Task to complete. Go to the line containing "fn default_base_url() ->" in the records below and print it and every following line exactly, on through the line containing "#[derive(Debug)]", then stop.

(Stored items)
+ + + + +
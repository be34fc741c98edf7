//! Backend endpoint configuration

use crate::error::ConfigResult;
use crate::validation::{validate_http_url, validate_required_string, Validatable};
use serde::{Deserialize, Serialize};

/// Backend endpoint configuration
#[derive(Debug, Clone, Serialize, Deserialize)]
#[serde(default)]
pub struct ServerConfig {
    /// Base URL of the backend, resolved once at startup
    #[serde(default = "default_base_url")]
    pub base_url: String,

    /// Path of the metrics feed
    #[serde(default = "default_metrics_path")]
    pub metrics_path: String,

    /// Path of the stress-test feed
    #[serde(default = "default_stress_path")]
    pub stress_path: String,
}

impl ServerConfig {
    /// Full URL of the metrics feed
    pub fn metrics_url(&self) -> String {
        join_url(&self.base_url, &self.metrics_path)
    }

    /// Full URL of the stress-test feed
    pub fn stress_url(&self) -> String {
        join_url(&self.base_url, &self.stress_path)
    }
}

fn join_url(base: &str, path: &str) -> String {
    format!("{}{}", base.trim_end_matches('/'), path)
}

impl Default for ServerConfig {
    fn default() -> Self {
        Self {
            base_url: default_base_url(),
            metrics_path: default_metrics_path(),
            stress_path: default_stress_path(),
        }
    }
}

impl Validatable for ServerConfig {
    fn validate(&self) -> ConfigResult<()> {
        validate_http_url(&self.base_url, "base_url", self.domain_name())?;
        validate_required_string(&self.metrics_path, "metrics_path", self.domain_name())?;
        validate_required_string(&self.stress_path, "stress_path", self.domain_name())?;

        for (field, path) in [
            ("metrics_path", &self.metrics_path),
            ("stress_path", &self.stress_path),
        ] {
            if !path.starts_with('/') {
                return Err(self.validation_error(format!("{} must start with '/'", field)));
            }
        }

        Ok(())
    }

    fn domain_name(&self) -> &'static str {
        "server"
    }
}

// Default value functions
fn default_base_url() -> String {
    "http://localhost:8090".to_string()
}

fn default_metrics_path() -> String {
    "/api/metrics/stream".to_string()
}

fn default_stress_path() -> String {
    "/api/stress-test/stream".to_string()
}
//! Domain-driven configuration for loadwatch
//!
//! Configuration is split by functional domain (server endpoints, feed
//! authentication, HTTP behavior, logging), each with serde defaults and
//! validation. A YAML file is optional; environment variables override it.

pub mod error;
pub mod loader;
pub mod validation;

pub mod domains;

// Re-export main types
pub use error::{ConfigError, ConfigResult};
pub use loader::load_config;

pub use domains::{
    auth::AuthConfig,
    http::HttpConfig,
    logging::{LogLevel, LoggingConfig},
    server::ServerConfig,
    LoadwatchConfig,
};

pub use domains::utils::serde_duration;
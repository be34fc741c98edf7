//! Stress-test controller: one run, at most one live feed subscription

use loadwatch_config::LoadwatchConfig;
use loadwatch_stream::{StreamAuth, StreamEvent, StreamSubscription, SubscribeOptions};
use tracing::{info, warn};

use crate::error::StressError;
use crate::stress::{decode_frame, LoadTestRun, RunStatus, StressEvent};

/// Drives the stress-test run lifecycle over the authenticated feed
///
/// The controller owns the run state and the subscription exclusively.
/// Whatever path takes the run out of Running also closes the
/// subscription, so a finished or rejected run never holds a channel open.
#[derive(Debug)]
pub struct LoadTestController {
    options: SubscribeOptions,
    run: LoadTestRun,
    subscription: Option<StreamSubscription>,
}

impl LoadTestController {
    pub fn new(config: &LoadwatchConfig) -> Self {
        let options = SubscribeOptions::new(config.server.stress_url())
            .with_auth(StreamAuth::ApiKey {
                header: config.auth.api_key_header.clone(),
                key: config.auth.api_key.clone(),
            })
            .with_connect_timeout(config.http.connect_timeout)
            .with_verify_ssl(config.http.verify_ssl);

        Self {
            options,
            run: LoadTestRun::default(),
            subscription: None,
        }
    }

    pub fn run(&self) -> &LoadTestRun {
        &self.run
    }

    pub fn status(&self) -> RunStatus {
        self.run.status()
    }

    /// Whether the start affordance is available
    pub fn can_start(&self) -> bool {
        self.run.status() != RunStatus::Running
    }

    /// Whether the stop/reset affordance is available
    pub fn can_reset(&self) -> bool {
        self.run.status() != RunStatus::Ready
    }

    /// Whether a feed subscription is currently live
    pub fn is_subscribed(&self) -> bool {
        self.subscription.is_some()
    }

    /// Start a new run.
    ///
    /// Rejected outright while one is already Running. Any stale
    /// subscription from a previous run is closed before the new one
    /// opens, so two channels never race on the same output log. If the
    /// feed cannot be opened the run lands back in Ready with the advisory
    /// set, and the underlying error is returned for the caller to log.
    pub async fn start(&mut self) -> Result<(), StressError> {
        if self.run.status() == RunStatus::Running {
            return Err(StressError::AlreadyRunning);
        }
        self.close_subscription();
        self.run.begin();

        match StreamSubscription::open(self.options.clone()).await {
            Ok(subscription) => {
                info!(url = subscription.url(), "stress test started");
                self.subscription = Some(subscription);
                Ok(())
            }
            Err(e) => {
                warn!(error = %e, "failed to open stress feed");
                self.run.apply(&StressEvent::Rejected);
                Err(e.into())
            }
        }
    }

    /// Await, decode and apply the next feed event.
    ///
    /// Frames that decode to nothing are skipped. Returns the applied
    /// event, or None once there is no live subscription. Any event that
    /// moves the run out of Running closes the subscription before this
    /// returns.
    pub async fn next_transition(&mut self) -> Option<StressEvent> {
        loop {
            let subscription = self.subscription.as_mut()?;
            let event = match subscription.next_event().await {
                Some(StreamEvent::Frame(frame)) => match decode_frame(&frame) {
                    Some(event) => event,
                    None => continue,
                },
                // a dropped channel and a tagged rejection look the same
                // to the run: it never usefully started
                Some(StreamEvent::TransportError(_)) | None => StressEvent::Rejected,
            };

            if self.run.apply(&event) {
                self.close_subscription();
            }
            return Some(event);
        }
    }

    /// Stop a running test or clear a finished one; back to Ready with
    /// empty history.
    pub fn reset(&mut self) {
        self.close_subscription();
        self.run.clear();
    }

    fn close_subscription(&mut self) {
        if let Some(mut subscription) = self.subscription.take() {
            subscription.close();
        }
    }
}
+ + + + +
Result.
fn default_base_url() -> String {
    "http://localhost:8090".to_string()
}

fn default_metrics_path() -> String {
    "/api/metrics/stream".to_string()
}

fn default_stress_path() -> String {
    "/api/stress-test/stream".to_string()
}
//! Domain-driven configuration for loadwatch
//!
//! Configuration is split by functional domain (server endpoints, feed
//! authentication, HTTP behavior, logging), each with serde defaults and
//! validation. A YAML file is optional; environment variables override it.

pub mod error;
pub mod loader;
pub mod validation;

pub mod domains;

// Re-export main types
pub use error::{ConfigError, ConfigResult};
pub use loader::load_config;

pub use domains::{
    auth::AuthConfig,
    http::HttpConfig,
    logging::{LogLevel, LoggingConfig},
    server::ServerConfig,
    LoadwatchConfig,
};

pub use domains::utils::serde_duration;
repository be34fc741c98edf7
//! Stress-test controller: one run, at most one live feed subscription

use loadwatch_config::LoadwatchConfig;
use loadwatch_stream::{StreamAuth, StreamEvent, StreamSubscription, SubscribeOptions};
use tracing::{info, warn};

use crate::error::StressError;
use crate::stress::{decode_frame, LoadTestRun, RunStatus, StressEvent};

/// Drives the stress-test run lifecycle over the authenticated feed
///
/// The controller owns the run state and the subscription exclusively.
/// Whatever path takes the run out of Running also closes the
/// subscription, so a finished or rejected run never holds a channel open.
#[derive(Debug)]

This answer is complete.